The whole time I was there it was a mental game of trying to steel man the contradictory or incoherent stuff, using my brain power to try and rewrite things to make sense.
After some years, I woke up and realized that’s what I was doing, and even if I could do it in my mind, that didn’t make the source material rational.
Heres hoping you have a similar moment.
(Yes, I know what steel manning is)
I do not politically align with Musk. I’ve always thought Tesla was important in popularizing electric cars while being a low-quality built product with repair and supply chain issues. I think The Boring Company is a joke. Twitter was a power-grab.
I also think SpaceX is societally beneficial, a good means to shake-up a stagnant industry and a humanity-wide area of interest.
If you think I’m a member of a religious cult, I respectfully suggest you evaluate what led You to believe that itself.
High performance chips are made for the shielded atmosphere. Imagine the cost launching all the extra shielding that you don't need on earth.
It is beyond stupid. Comical levels. I can't believe people are trying to find any justification.
I also see no reason to “lay down and die” as I feel is somewhat implied here. I think it’s a truly noble cause, but maybe I read too much sci-fi as a young lad.

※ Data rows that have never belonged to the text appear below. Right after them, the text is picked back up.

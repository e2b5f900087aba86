//! Repository for the `offers` table.

use async_trait::async_trait;
use counsel_core::types::DbId;
use sqlx::PgPool;

use crate::models::offer::{CreateOffer, Offer, UpdateOffer};
use crate::repositories::EntityRepo;

const COLUMNS: &str = "id, title, description, price";

pub struct OfferRepo;

#[async_trait]
impl EntityRepo for OfferRepo {
    const ENTITY: &'static str = "Offer";
    const TABLE: &'static str = "offers";
    const COLUMNS: &'static str = COLUMNS;

    type Record = Offer;
    type Create = CreateOffer;
    type Update = UpdateOffer;

    async fn create(pool: &PgPool, input: &CreateOffer) -> Result<Offer, sqlx::Error> {
        let query = format!(
            "INSERT INTO offers (title, description, price)
             VALUES ($1, $2, $3)
             RETURNING {COLUMNS}"
        );
        sqlx::query_as::<_, Offer>(&query)
            .bind(&input.title)
            .bind(&input.description)
            .bind(input.price)
            .fetch_one(pool)
            .await
    }

    async fn update(
        pool: &PgPool,
        id: DbId,
        input: &UpdateOffer,
    ) -> Result<Option<Offer>, sqlx::Error> {
        let query = format!(
            "UPDATE offers SET
                title = COALESCE($2, title),
                description = COALESCE($3, description),
                price = COALESCE($4, price)
             WHERE id = $1
             RETURNING {COLUMNS}"
        );
        sqlx::query_as::<_, Offer>(&query)
            .bind(id)
            .bind(&input.title)
            .bind(&input.description)
            .bind(input.price)
            .fetch_optional(pool)
            .await
    }
}
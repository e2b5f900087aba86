use sqlx::PgPool;

/// Full bootstrap test: connect, migrate, verify schema.
#[sqlx::test(migrations = "../../db/migrations")]
async fn test_full_bootstrap(pool: PgPool) {
    counsel_db::health_check(&pool).await.unwrap();

    let tables = [
        "carousel_images",
        "testimonials",
        "promotional_offers",
        "attorneys",
        "works",
        "offers",
        "blogs",
    ];

    for table in tables {
        let count: (i64,) = sqlx::query_as(&format!("SELECT COUNT(*) FROM {table}"))
            .fetch_one(&pool)
            .await
            .unwrap_or_else(|e| panic!("{table} query failed: {e}"));
        assert_eq!(count.0, 0, "{table} should start empty");
    }
}
//! Shared application router builder.
//!
//! [`build_app_router`] is used by both the production binary (`main.rs`)
//! and the integration tests (`tests/common/mod.rs`), so both run the exact
//! same middleware stack.

use std::time::Duration;

use axum::http::header::CONTENT_TYPE;
use axum::http::{HeaderName, HeaderValue, Method, StatusCode};
use axum::Router;
use tower_http::catch_panic::CatchPanicLayer;
use tower_http::cors::CorsLayer;
use tower_http::request_id::{MakeRequestUuid, PropagateRequestIdLayer, SetRequestIdLayer};
use tower_http::timeout::TimeoutLayer;
use tower_http::trace::{DefaultMakeSpan, DefaultOnResponse, TraceLayer};
use tracing::Level;

use crate::config::ServerConfig;
use crate::routes;
use crate::state::AppState;

/// Build the full application [`Router`] with all middleware layers.
///
/// The middleware stack is applied bottom-up:
///
/// 1. CORS
/// 2. Set request ID on incoming requests
/// 3. Structured request/response tracing
/// 4. Propagate request ID to response
/// 5. Request timeout
/// 6. Panic recovery (catch panics, return 500)
pub fn build_app_router(state: AppState, config: &ServerConfig) -> Router {
    let cors = build_cors_layer(config);
    let request_id_header = HeaderName::from_static("x-request-id");

    Router::new()
        .merge(routes::health::router())
        .merge(routes::api_routes())
        // -- Middleware stack (applied bottom-up) --
        .layer(CatchPanicLayer::new())
        .layer(TimeoutLayer::with_status_code(
            StatusCode::REQUEST_TIMEOUT,
            Duration::from_secs(config.request_timeout_secs),
        ))
        .layer(PropagateRequestIdLayer::new(request_id_header.clone()))
        .layer(
            TraceLayer::new_for_http()
                .make_span_with(DefaultMakeSpan::new().level(Level::INFO))
                .on_response(DefaultOnResponse::new().level(Level::INFO)),
        )
        .layer(SetRequestIdLayer::new(request_id_header, MakeRequestUuid))
        .layer(cors)
        .with_state(state)
}

/// Build the CORS middleware layer from server configuration.
///
/// Origins that are not valid header values are skipped with a warning.
pub fn build_cors_layer(config: &ServerConfig) -> CorsLayer {
    let origins: Vec<HeaderValue> = config
        .cors_origins
        .iter()
        .filter_map(|origin| match origin.parse() {
            Ok(value) => Some(value),
            Err(e) => {
                tracing::warn!(origin = %origin, error = %e, "Ignoring invalid CORS origin");
                None
            }
        })
        .collect();

    CorsLayer::new()
        .allow_origin(origins)
        .allow_methods([
            Method::GET,
            Method::POST,
            Method::PUT,
            Method::DELETE,
            Method::PATCH,
        ])
        .allow_headers([CONTENT_TYPE])
        .allow_credentials(true)
        .max_age(Duration::from_secs(3600))
}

Can you not provide any type of shielding at scale to wrap a (small, not Google tier) data center? To be honest my criticism with TFA is its focus on “you can’t do massive scale” rather than the premise entirely.
Datacenters in space have a lifespan measured in years. Single-digit years. Communicating with such an installation requires relatively advanced technology. In an extinction level crisis, there will be extremely little chance of finding someone with the equipment, expertise, and power to download bulk data. And don't forget that you have less than a decade to access this data before the constellation either fails or deorbits.
Meanwhile people who actually care about preserving knowledge in a doomsday crisis have created film reels containing a dump of GitHub and enough preamble that civilizations in the far future can reconstruct an x86 machine from scratch. These are buried under glaciers on earth.
We've also launched (something like) a microfilm dump of knowledge to the moon which can be recovered and read manually any time within the next several hundred or thousand years.
Datacenters in space don't solve any of the problems posed because they simply will not last long enough.
The rocket equation will kick your ass every time.
Everything dies. Deal with it.
Instead of empowering shithead grifters who promise you a way out, grow trees to create shade for people you will never know. You do that by improving things, not burning limited resources on a conman.
The point is that you have been handed a pile of incoherent hog wash, and you are using all the powers at your command to rearrange it into a coherent narrative. It’s like a mental game that some of us cannot help but play. The point is you have to realize you are playing a game, in your head, and even if you can make a beautiful pattern out of the noise, it was still just noise.
Where there is actual meaning in life, its kind of obvious, you dont have to rewrite so much to find it.
Making a dent into making humans a multiplanetary species requires making a lot of companion species as well; the task requires much more elementary stuff (relative to the mission), at the ground level, than Musk is demonstrating to do (at technical, entrepreneurial and political level).
This is a con, from the start. It just worked so far so some people fall for it.
You're literally describing steelmanning, which GP explicitly set out to do.
> It’s like a mental game that some of us cannot help but play.
Despite attempting to rephrase, you're still coming across as projecting your own internal issues onto GP's comment. Directly addressing the (worthwhile) points they made in their comments rather than attempting to analyze the meta of the basic nature of someone you've never met is the way to go.